Ilustrasi. Kabut asap. Foto: Dokumentasi CDN

PEKANBARU – Riau menetapkan status darurat pencemaran udara akibat kebakaran hutan dan lahan (karhutla), mulai Senin (23/9/2019).

“Mulai Senin (23/9/2019) hari ini, kita tetapkan keadaan darurat pencemaran udara di Provinsi Riau,” kata Gubernur Riau, Syamsuar, Senin (23/9/2019) pagi.

Masa status darurat, berlaku mulai 23 September dan akan berlangsung hingga 31 September 2019. Apabila kondisi masih belum berubah, maka status akan diperpanjang. “Kita akan lihat perkembangan, semoga ada perubahan, hujan segera turun,” kata Syamsuar, yang juga menjabat Komandan Satuan Tugas Kahutla Riau.

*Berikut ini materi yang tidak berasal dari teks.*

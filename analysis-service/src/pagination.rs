use async_trait::async_trait;
use chrono::{DateTime, Utc};
use feddit_client::FedditClient;
use sentiment_core::{Comment, ServiceError, SubfedditInfo};
use tracing::{debug, info, warn};

/// Comments fetched per pagination step.
pub const BATCH_SIZE: u32 = 100;

/// No pagination is issued once the running offset exceeds this bound.
pub const MAX_SCAN_OFFSET: u32 = 10_000;

/// Paged access to a subfeddit's comments.
///
/// Correctness precondition on implementors: comments come back in a
/// stable chronological order within and across pages. The windowed fetch
/// below decides to skip or stop from a batch's first and last timestamps
/// alone and does not verify the ordering; an upstream that violates it
/// can silently lose in-window comments.
#[async_trait]
pub trait CommentSource: Send + Sync {
    async fn get_comments(
        &self,
        name: &str,
        skip: u32,
        limit: u32,
    ) -> Result<Vec<Comment>, ServiceError>;

    async fn get_subfeddit_info(&self, name: &str) -> Option<SubfedditInfo>;
}

#[async_trait]
impl CommentSource for feddit_client::FedditClient {
    async fn get_comments(
        &self,
        name: &str,
        skip: u32,
        limit: u32,
    ) -> Result<Vec<Comment>, ServiceError> {
        FedditClient::get_comments(self, name, skip, limit).await
    }

    async fn get_subfeddit_info(&self, name: &str) -> Option<SubfedditInfo> {
        FedditClient::get_subfeddit_info(self, name).await
    }
}

/// An optional date range with inclusive bounds; an unset side imposes no
/// constraint.
#[derive(Debug, Clone, Copy, Default)]
pub struct DateWindow {
    pub start: Option<DateTime<Utc>>,
    pub end: Option<DateTime<Utc>>,
}

impl DateWindow {
    pub fn is_unbounded(&self) -> bool {
        self.start.is_none() && self.end.is_none()
    }

    pub fn contains(&self, epoch_secs: i64) -> bool {
        if let Some(start) = self.start {
            if epoch_secs < start.timestamp() {
                return false;
            }
        }
        if let Some(end) = self.end {
            if epoch_secs > end.timestamp() {
                return false;
            }
        }
        true
    }
}

/// Fetch up to `limit` comments inside the window, in upstream order.
///
/// Without a window this is a single fetch of exactly `limit`. With one,
/// batches of [`BATCH_SIZE`] are paged through: a batch entirely before
/// the window is skipped without per-comment inspection, a batch starting
/// after the window ends the scan, and anything else is filtered
/// element-wise. The scan stops as soon as `limit` matches have
/// accumulated, and never pages past [`MAX_SCAN_OFFSET`]. An upstream
/// failure mid-scan yields the partial accumulation when there is one.
pub async fn fetch_window(
    source: &dyn CommentSource,
    name: &str,
    limit: usize,
    window: DateWindow,
) -> Result<Vec<Comment>, ServiceError> {
    if window.is_unbounded() {
        return source.get_comments(name, 0, limit as u32).await;
    }

    info!(
        "Using windowed pagination for {} (start: {:?}, end: {:?})",
        name, window.start, window.end
    );

    let mut matches: Vec<Comment> = Vec::new();
    let mut skip: u32 = 0;

    loop {
        let batch = match source.get_comments(name, skip, BATCH_SIZE).await {
            Ok(batch) => batch,
            Err(e) => {
                if matches.is_empty() {
                    return Err(e);
                }
                warn!(
                    "Returning {} partial results after upstream failure: {}",
                    matches.len(),
                    e
                );
                break;
            }
        };

        if batch.is_empty() {
            debug!("No more comments at skip={}", skip);
            break;
        }

        let first_created = batch[0].created_at;
        let last_created = batch[batch.len() - 1].created_at;

        // Entire batch precedes the window: advance without inspecting
        // individual comments.
        if let Some(start) = window.start {
            if last_created < start.timestamp() {
                debug!("Batch at skip={} ends before the window, skipping ahead", skip);
                skip += BATCH_SIZE;
                if skip > MAX_SCAN_OFFSET {
                    warn!("Reached pagination safety bound at offset {}", skip);
                    break;
                }
                continue;
            }
        }

        // First comment is already past the window: nothing later matches.
        if let Some(end) = window.end {
            if first_created > end.timestamp() {
                debug!("Batch at skip={} starts after the window, stopping", skip);
                break;
            }
        }

        matches.extend(batch.into_iter().filter(|c| window.contains(c.created_at)));

        if matches.len() >= limit {
            info!("Accumulated {} matching comments, stopping", matches.len());
            break;
        }

        skip += BATCH_SIZE;
        if skip > MAX_SCAN_OFFSET {
            warn!("Reached pagination safety bound at offset {}", skip);
            break;
        }
    }

    matches.truncate(limit);
    Ok(matches)
}
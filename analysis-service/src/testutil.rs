//! Scripted fakes for exercising the pagination engine and the service
//! without a live upstream.

use crate::pagination::CommentSource;
use async_trait::async_trait;
use chrono::{DateTime, Utc};
use sentiment_core::{Comment, ServiceError, SubfedditInfo};
use std::collections::VecDeque;
use std::sync::atomic::{AtomicUsize, Ordering};
use std::sync::Mutex;

pub fn comment(id: &str, created_at: i64) -> Comment {
    Comment {
        id: id.to_string(),
        username: format!("user_{}", id),
        text: format!("comment {}", id),
        created_at,
    }
}

/// `count` comments starting at `first`, one minute apart, ids "0".."n".
pub fn comments_at(first: DateTime<Utc>, count: usize) -> Vec<Comment> {
    (0..count)
        .map(|i| comment(&i.to_string(), first.timestamp() + (i as i64) * 60))
        .collect()
}

/// A `CommentSource` that replays a script of batch results, then serves
/// the default batch (or nothing) forever. Records every call it sees.
pub struct ScriptedSource {
    script: Mutex<VecDeque<Result<Vec<Comment>, ServiceError>>>,
    default_batch: Option<Vec<Comment>>,
    calls: Mutex<Vec<(u32, u32)>>,
    info_calls: AtomicUsize,
    info: Option<SubfedditInfo>,
}

impl ScriptedSource {
    pub fn new(script: Vec<Result<Vec<Comment>, ServiceError>>) -> Self {
        Self {
            script: Mutex::new(script.into()),
            default_batch: None,
            calls: Mutex::new(Vec::new()),
            info_calls: AtomicUsize::new(0),
            info: None,
        }
    }

    pub fn with_default_batch(mut self, batch: Vec<Comment>) -> Self {
        self.default_batch = Some(batch);
        self
    }

    pub fn with_info(mut self, info: SubfedditInfo) -> Self {
        self.info = Some(info);
        self
    }

    /// The (skip, limit) pairs of every comment fetch so far.
    pub fn comment_calls(&self) -> Vec<(u32, u32)> {
        self.calls.lock().unwrap().clone()
    }

    pub fn info_calls(&self) -> usize {
        self.info_calls.load(Ordering::SeqCst)
    }
}

#[async_trait]
impl CommentSource for ScriptedSource {
    async fn get_comments(
        &self,
        _name: &str,
        skip: u32,
        limit: u32,
    ) -> Result<Vec<Comment>, ServiceError> {
        self.calls.lock().unwrap().push((skip, limit));

        if let Some(result) = self.script.lock().unwrap().pop_front() {
            return result;
        }
        Ok(self.default_batch.clone().unwrap_or_default())
    }

    async fn get_subfeddit_info(&self, _name: &str) -> Option<SubfedditInfo> {
        self.info_calls.fetch_add(1, Ordering::SeqCst);
        self.info.clone()
    }
}
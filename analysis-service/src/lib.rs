pub mod pagination;
pub mod service;

#[cfg(test)]
pub(crate) mod testutil;

pub use pagination::{CommentSource, DateWindow};
pub use service::AnalysisService;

Menurutnya, Pemprov Riau menyiapkan tempat untuk mengevakuasi warga yang rentan terdampak asap. “Misalnya untuk anak-anak, termasuk ibu-ibu hamil dan orangtua yang asma akan dirujuk ke rumah sakit,” jelasnya.

Kondisi kabut asap di Riau terus memburuk dalam tiga hari terakhir. Pekanbaru pada Senin pagi, masih berselimut kabut asap pekat yang berbau menyengat. Selain karena asap sisa karhutla di daerah Riau sendiri, asap di Pekanbaru juga kiriman dari Provinsi Jambi dan Sumatera Selatan (Sumsel), yang dilanda kebakaran lebih besar dari Riau.

Berdasarkan data BMKG Pekanbaru, pantauan satelit terra aqua pada pukul 06.00 WIB menunjukkan, ada 1.591 titik panas yang terindikasi karhutla di Sumatera. Daerah paling banyak adalah di Provinsi Sumsel dengan 675 titik panas, Jambi 505 titik panas, dan Riau dengan 256 titik panas.

Kabut asap pekat membuat jarak pandang di Pekanbaru pada Senin pagi hanya 500 meter. Pada alat pemantau polutan BMKG menunjukkan, angka pencemaran partikel PM10 di udara sejak Minggu (22/9/2019) malam hingga Senin (23/9/2019) pagi berkisar 500 hingga 700. Angka itu sudah jauh di atas kategori berbahaya. (Ant)

Lihat juga...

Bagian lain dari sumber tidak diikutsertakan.